Social Anxiety Disorder (SAD)
Social anxiety disorder (SAD), also known as social phobia, is the most common anxiety disorder and one of the most common psychiatric disorders. It is characterized by an intense fear of being judged by others and humiliated in social situations thereby causing considerable distress and impaired ability to function in daily life. These fears can be triggered by perceived or actual scrutiny from others.
Physical symptoms often accompanying social anxiety disorder include excessive blushing, excess sweating, trembling, palpitations and nausea. Stammering may be present, along with rapid speech. This fear can be so strong that it interferes with daily life activities like going to work or school. If left untreated, some sufferers use alcohol, food, or drugs to reduce the fear at social events, which often leads to other disorders such as alcoholism, eating disorders, and depression. Panic attacks can also occur under intense fear and discomfort.

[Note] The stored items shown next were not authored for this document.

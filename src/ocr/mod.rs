//! Driving OCR jobs to completion, for single images and whole documents.

use std::{sync::Arc, time::Duration};

use clap::Args;
use tokio::time::{Instant, sleep};

use crate::{
    prelude::*,
    ui::{ProgressConfig, Ui},
};

use self::{
    backend::{JobStatus, OcrBackend},
    file_type::FileType,
    raster::{RasterSource, normalize_image},
};

pub mod azure;
pub mod backend;
pub mod file_type;
pub mod raster;
#[cfg(test)]
pub mod testing;

/// Timing and rendering options for OCR.
#[derive(Args, Clone, Debug)]
pub struct OrchestratorOpts {
    /// How often to check on a submitted OCR job, in milliseconds.
    #[clap(long = "poll-interval-ms", default_value = "500")]
    pub poll_interval_ms: u64,

    /// Give up on an OCR job after this many seconds. Use 0 to wait until the
    /// service reports that the job has finished, however long that takes.
    #[clap(long = "poll-timeout", default_value = "60")]
    pub poll_timeout_secs: u64,

    /// How long to pause between the pages of a PDF, in milliseconds. This
    /// keeps us under the service's rate limits.
    #[clap(long = "page-delay-ms", default_value = "3000")]
    pub page_delay_ms: u64,

    /// The DPI to use when rasterizing PDF pages.
    #[clap(long, default_value = "300")]
    pub dpi: u32,
}

impl OrchestratorOpts {
    /// Time between status polls.
    pub fn poll_interval(&self) -> Duration {
        Duration::from_millis(self.poll_interval_ms)
    }

    /// How long to wait for a job, if we have a limit.
    pub fn poll_timeout(&self) -> Option<Duration> {
        match self.poll_timeout_secs {
            0 => None,
            secs => Some(Duration::from_secs(secs)),
        }
    }

    /// Pause between pages.
    pub fn page_delay(&self) -> Duration {
        Duration::from_millis(self.page_delay_ms)
    }
}

impl Default for OrchestratorOpts {
    fn default() -> Self {
        Self {
            poll_interval_ms: 500,
            poll_timeout_secs: 60,
            page_delay_ms: 3000,
            dpi: 300,
        }
    }
}

/// How a single OCR job ended.
#[derive(Clone, Debug, PartialEq, Eq)]
pub enum JobOutcome {
    /// The job finished, and found these lines.
    Succeeded(Vec<String>),
    /// The backend reported that the job failed.
    Failed,
    /// We stopped waiting for the job.
    TimedOut,
}

/// The text of one page of a document.
#[derive(Clone, Debug, PartialEq, Eq)]
pub struct PageResult {
    /// 1-based page number.
    pub page_number: usize,

    /// Recognized text. Never empty.
    pub text: String,
}

impl PageResult {
    /// Format this page for inclusion in a document's text.
    fn to_block(&self) -> String {
        format!("--- Page {} ---\n{}", self.page_number, self.text)
    }
}

/// Runs OCR jobs against an [`OcrBackend`], rasterizing documents with a
/// [`RasterSource`] as needed.
pub struct OcrOrchestrator {
    backend: Arc<dyn OcrBackend>,
    raster: Arc<dyn RasterSource>,
    opts: OrchestratorOpts,
    ui: Ui,
}

impl OcrOrchestrator {
    /// Create a new orchestrator.
    pub fn new(
        backend: Arc<dyn OcrBackend>,
        raster: Arc<dyn RasterSource>,
        opts: OrchestratorOpts,
        ui: Ui,
    ) -> Self {
        Self {
            backend,
            raster,
            opts,
            ui,
        }
    }

    /// Submit an image and wait for the job to finish or time out.
    ///
    /// Errors are reserved for failures talking to the backend.
    #[instrument(level = "debug", skip_all)]
    pub async fn run_job(&self, image: &[u8]) -> Result<JobOutcome> {
        let job = self.backend.submit(image).await?;
        let started = Instant::now();
        let poll_interval = self.opts.poll_interval();
        let poll_timeout = self.opts.poll_timeout();
        loop {
            match self.backend.poll(&job).await? {
                JobStatus::Succeeded(lines) => return Ok(JobOutcome::Succeeded(lines)),
                JobStatus::Failed => return Ok(JobOutcome::Failed),
                status @ (JobStatus::Pending | JobStatus::Running) => {
                    trace!(%job, ?status, "OCR job still in progress");
                }
            }
            if let Some(timeout) = poll_timeout
                && started.elapsed() >= timeout
            {
                return Ok(JobOutcome::TimedOut);
            }
            sleep(poll_interval).await;
        }
    }

    /// OCR a single image, returning its lines joined with newlines.
    ///
    /// A failed or abandoned job produces an empty string, not an error.
    #[instrument(level = "debug", skip_all, fields(bytes = image.len()))]
    pub async fn ocr_image(&self, image: Vec<u8>) -> Result<String> {
        let image = normalize_image(image).await?;
        match self.run_job(&image).await? {
            JobOutcome::Succeeded(lines) => Ok(lines.join("\n")),
            JobOutcome::Failed => {
                warn!("OCR job failed, no text available");
                Ok(String::new())
            }
            JobOutcome::TimedOut => {
                warn!(
                    timeout_secs = self.opts.poll_timeout_secs,
                    "OCR job did not finish in time, no text available"
                );
                Ok(String::new())
            }
        }
    }

    /// OCR every page of a PDF, returning the text of each page that has any,
    /// labeled with its page number and separated by blank lines.
    ///
    /// Pages that fail to render or OCR are logged and left out.
    #[instrument(level = "debug", skip_all, fields(path = %path.display()))]
    pub async fn ocr_document(&self, path: &Path) -> Result<String> {
        let pages = self.ocr_pages(path).await?;
        Ok(pages
            .iter()
            .map(PageResult::to_block)
            .collect::<Vec<_>>()
            .join("\n\n"))
    }

    /// OCR every page of a PDF, in order.
    pub async fn ocr_pages(&self, path: &Path) -> Result<Vec<PageResult>> {
        let page_count = self
            .raster
            .page_count(path)
            .await
            .with_context(|| format!("failed to open PDF {:?}", path.display()))?;
        let pb = self.ui.new_progress_bar(
            &ProgressConfig {
                emoji: "📄",
                msg: "OCRing pages",
                done_msg: "OCRed pages",
            },
            page_count as u64,
        );

        let mut pages = Vec::with_capacity(page_count);
        for page_number in 1..=page_count {
            info!(page_number, page_count, "Processing page");
            match self.ocr_page(path, page_number).await {
                Ok(text) if text.is_empty() => {
                    debug!(page_number, "No text found on page");
                }
                Ok(text) => pages.push(PageResult { page_number, text }),
                Err(err) => {
                    warn!(page_number, "Skipping page: {err:#}");
                }
            }
            pb.inc(1);

            // Respect the backend's rate limits between pages.
            if page_number < page_count {
                sleep(self.opts.page_delay()).await;
            }
        }
        Ok(pages)
    }

    /// Render and OCR a single page.
    async fn ocr_page(&self, path: &Path, page_number: usize) -> Result<String> {
        let image = self
            .raster
            .render_page(path, page_number, self.opts.dpi)
            .await
            .with_context(|| format!("failed to render page {page_number}"))?;
        self.ocr_image(image)
            .await
            .with_context(|| format!("failed to OCR page {page_number}"))
    }

    /// OCR a file on disk, which must already have been classified.
    pub async fn ocr_file(&self, path: &Path, file_type: FileType) -> Result<String> {
        match file_type {
            FileType::Pdf => self.ocr_document(path).await,
            FileType::Image => {
                let image = tokio::fs::read(path)
                    .await
                    .with_context(|| format!("failed to read {:?}", path.display()))?;
                self.ocr_image(image).await
            }
        }
    }

    /// OCR an in-memory file.
    ///
    /// PDFs are written to a temporary file for rendering, which is removed
    /// however OCR turns out.
    pub async fn ocr_buffer(&self, data: Vec<u8>, file_type: FileType) -> Result<String> {
        match file_type {
            FileType::Image => self.ocr_image(data).await,
            FileType::Pdf => {
                let tmp = tempfile::Builder::new()
                    .prefix("ocr-")
                    .suffix(".pdf")
                    .tempfile()
                    .context("failed to create temporary PDF")?;
                tokio::fs::write(tmp.path(), &data)
                    .await
                    .with_context(|| {
                        format!("failed to write temporary PDF {:?}", tmp.path().display())
                    })?;
                let result = self.ocr_document(tmp.path()).await;
                if let Err(err) = tmp.close() {
                    warn!("Failed to remove temporary PDF: {err}");
                }
                result
            }
        }
    }
}
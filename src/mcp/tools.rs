//! Tools we expose to MCP clients.

use std::sync::Arc;

use serde_json::{Map, json};

use crate::{
    data_url::decode_base64_payload,
    ocr::{OcrOrchestrator, file_type::FileType},
    prelude::*,
};

/// A tool's public description, as returned by `tools/list`.
#[derive(Clone, Debug, Serialize)]
#[serde(rename_all = "camelCase")]
pub struct ToolDescriptor {
    /// Unique tool name.
    pub name: &'static str,
    /// What the tool does, for the model's benefit.
    pub description: &'static str,
    /// JSON Schema for the tool's arguments.
    pub input_schema: Value,
}

/// A tool that can be called by an MCP client.
///
/// Errors returned by [`Tool::call`] are reported to the client as tool
/// results with `isError` set, not as protocol errors.
#[async_trait]
pub trait Tool: Send + Sync + 'static {
    /// Describe this tool.
    fn descriptor(&self) -> ToolDescriptor;

    /// Run this tool, returning text for the client.
    async fn call(&self, args: &Map<String, Value>) -> Result<String>;
}

/// Our tools, in the order they were registered.
#[derive(Default)]
pub struct ToolRegistry {
    tools: Vec<Arc<dyn Tool>>,
}

impl ToolRegistry {
    /// Add a tool. Names must be unique.
    pub fn register(&mut self, tool: Arc<dyn Tool>) -> Result<()> {
        let name = tool.descriptor().name;
        if self.get(name).is_some() {
            return Err(anyhow!("tool {name:?} registered twice"));
        }
        self.tools.push(tool);
        Ok(())
    }

    /// Describe every tool.
    pub fn descriptors(&self) -> Vec<ToolDescriptor> {
        self.tools.iter().map(|tool| tool.descriptor()).collect()
    }

    /// Look up a tool by name.
    pub fn get(&self, name: &str) -> Option<&Arc<dyn Tool>> {
        self.tools
            .iter()
            .find(|tool| tool.descriptor().name == name)
    }
}

/// Build a registry containing our OCR tools.
pub fn ocr_tools(ocr: Arc<OcrOrchestrator>) -> Result<ToolRegistry> {
    let mut registry = ToolRegistry::default();
    registry.register(Arc::new(OcrFileTool { ocr: ocr.clone() }))?;
    registry.register(Arc::new(OcrBase64Tool { ocr }))?;
    Ok(registry)
}

/// Get a required, non-empty string argument.
fn required_str<'a>(args: &'a Map<String, Value>, name: &str) -> Result<&'a str> {
    match args.get(name).and_then(Value::as_str) {
        Some(value) if !value.is_empty() => Ok(value),
        _ => Err(anyhow!("missing required argument: {name}")),
    }
}

/// OCR a PDF or image on the server's filesystem.
pub struct OcrFileTool {
    ocr: Arc<OcrOrchestrator>,
}

#[async_trait]
impl Tool for OcrFileTool {
    fn descriptor(&self) -> ToolDescriptor {
        ToolDescriptor {
            name: "ocr_file",
            description: "Extract text from a scanned PDF or image file using Azure Computer Vision OCR. Use this for documents that appear to be scanned or image-based and cannot be read directly.",
            input_schema: json!({
                "type": "object",
                "properties": {
                    "file_path": {
                        "type": "string",
                        "description": "Absolute path to the PDF or image file to OCR"
                    }
                },
                "required": ["file_path"]
            }),
        }
    }

    #[instrument(level = "debug", name = "ocr_file", skip_all)]
    async fn call(&self, args: &Map<String, Value>) -> Result<String> {
        let file_path = required_str(args, "file_path")?;
        let path = Path::new(file_path);
        if !tokio::fs::try_exists(path).await.unwrap_or(false) {
            return Err(anyhow!("file not found: {file_path}"));
        }
        let file_type = FileType::for_path(path, &[])?;
        info!(file_path, ?file_type, "OCRing file");
        let text = self.ocr.ocr_file(path, file_type).await?;
        let name = path
            .file_name()
            .map(|name| name.to_string_lossy().into_owned())
            .unwrap_or_else(|| file_path.to_owned());
        Ok(format!("OCR extracted text from {name}:\n\n{text}"))
    }
}

/// OCR a base64-encoded PDF or image.
pub struct OcrBase64Tool {
    ocr: Arc<OcrOrchestrator>,
}

#[async_trait]
impl Tool for OcrBase64Tool {
    fn descriptor(&self) -> ToolDescriptor {
        ToolDescriptor {
            name: "ocr_base64",
            description: "Extract text from base64-encoded PDF or image data using Azure Computer Vision OCR.",
            input_schema: json!({
                "type": "object",
                "properties": {
                    "data": {
                        "type": "string",
                        "description": "Base64-encoded file content"
                    },
                    "file_type": {
                        "type": "string",
                        "enum": ["pdf", "image"],
                        "description": "Type of file: 'pdf' or 'image'"
                    }
                },
                "required": ["data", "file_type"]
            }),
        }
    }

    #[instrument(level = "debug", name = "ocr_base64", skip_all)]
    async fn call(&self, args: &Map<String, Value>) -> Result<String> {
        let data = required_str(args, "data")?;
        let file_type = required_str(args, "file_type")?.parse::<FileType>()?;
        let data = decode_base64_payload(data)?;
        info!(bytes = data.len(), ?file_type, "OCRing base64 data");
        let text = self.ocr.ocr_buffer(data, file_type).await?;
        Ok(format!("OCR extracted text:\n\n{text}"))
    }
}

Standardized rating scales such as the Social Phobia Inventory, the SPAI-B and Liebowitz Social Anxiety Scale can be used to screen for social anxiety disorder and measure the severity of anxiety.
The first line in Anxiety Disorder Therapy is cognitive behavioral therapy with medications recommended only in those who are not interested in therapy. Cognitive behavioral therapy is effective in treating social phobia, whether delivered individually or in a group setting. The cognitive and behavioral components seek to change thought patterns and physical reactions to anxiety-inducing situations.
Prescribed medications include severalclassesof antidepressants: selective serotonin reuptake inhibitors (SSRIs), serotonin-norepinephrine reuptake inhibitors (SNRIs), and monoamine oxidase inhibitors (MAOIs). Other commonly used medications include beta blockers and benzodiazepines.